As The New York Times reports, more than 15,000 people have sued Johnson & Johnson, claiming the healthcare giant’s baby powder and other talc-based products gave them cancer. They argue that the products exposed them to trace levels of asbestos, a known carcinogen. Johnson & Johnson has countered by pointing to thousands of FDA tests that didn’t show asbestos, but that argument may now be weaker than ever.
How Johnson & Johnson’s argument may have been weakened
In December of 2018, Reuters published a special report that suggested Johnson & Johnson may have hidden information about asbestos tests from regulators and the public. The company argued that Reuters was misleading the public and that its products did not contain asbestos. However, its representatives gave multiple statements about the lack of asbestos:
- The company’s vice president of global media relations claimed that “thousands of independent tests prove our talc does not contain asbestos.”
- The company’s litigation counsel said that reports of asbestos in Johnson & Johnson products were “false and misleading.”
- A spokesman for the company’s talc supplier said tests “consistently show no asbestos.”
- A geologist frequently used as an expert witness quoted that he had “not found asbestos” in modern Johnson & Johnson products.
The company has likely focused on this argument because asbestos can cause cancers such as mesothelioma. No level of exposure is known to be safe. If Johnson & Johnson were to admit that its products could lead to asbestos exposure, it could undermine the idea that those products are safe.

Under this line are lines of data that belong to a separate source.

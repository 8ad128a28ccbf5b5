//! nightveil: ambient firefly-and-smoke background animation.
//!
//! This crate provides a WASM-based decorative component that fills the
//! viewport with a continuously animated scene: glowing fireflies drifting
//! over large translucent smoke plumes, composited on a radial-gradient
//! backdrop every frame.

use leptos::prelude::*;
use leptos_meta::*;
use log::{Level, info, warn};
use wasm_bindgen::JsCast;
use web_sys::{HtmlScriptElement, Window};

pub mod components;

pub use components::ambient::{AmbientCanvas, Scene, SceneConfig, Surface, Theme};

/// Initialize logging and panic hooks for the WASM target.
pub fn init_logging() {
	let _ = console_log::init_with_level(Level::Debug);
	console_error_panic_hook::set_once();
	info!("nightveil: logging initialized");
}

/// Load optional scene configuration from a script element with
/// id="ambient-config". Expected format: JSON with
/// `{ "smoke_texture": "https://..." }`.
fn load_scene_config() -> Option<SceneConfig> {
	let window: Window = web_sys::window()?;
	let document = window.document()?;
	let element = document.get_element_by_id("ambient-config")?;
	let script: HtmlScriptElement = element.dyn_into().ok()?;
	let json_text = script.text().ok()?;

	match serde_json::from_str::<SceneConfig>(&json_text) {
		Ok(config) => {
			info!("nightveil: loaded scene config");
			Some(config)
		}
		Err(e) => {
			warn!("nightveil: failed to parse scene config: {}", e);
			None
		}
	}
}

/// Main application component.
/// Mounts the ambient animation behind any page content.
#[component]
pub fn App() -> impl IntoView {
	provide_meta_context();

	let config = load_scene_config().unwrap_or_default();

	view! {
		<Html attr:lang="en" attr:dir="ltr" attr:data-theme="dark" />
		<Title text="nightveil" />
		<Meta charset="UTF-8" />
		<Meta name="viewport" content="width=device-width, initial-scale=1.0" />

		<div class="ambient-backdrop">
			<AmbientCanvas texture_url=config.smoke_texture />
		</div>
	}
}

However, as The New York Times noted, Johnson & Johnson recently recalled 33,000 bottles of baby powder. It did this after the FDA found trace amounts of asbestos. The company said the recall of lot 22318 RB owed to an “abundance of caution,” but the decision could have substantial legal consequences. Even though Johnson & Johnson has questioned the FDA’s findings, the recall looks like a tacit acceptance. And it may call the company’s old records back into question.
The stakes are high
As both Reuters and The New York Times pointed out, Johnson & Johnson’s Baby Powder represents only a small fraction of the company’s profits, but it’s a flagship product for the company’s brand. Even as the lawsuits against Johnson & Johnson could hurt the company’s bottom line, the possible damage to the company’s brand could be even worse.
Given the stakes, Johnson & Johnson is likely to keep fighting. The people who have cancer shouldn’t expect a quick resolution, but the recent news may give them more hope for a better outcome.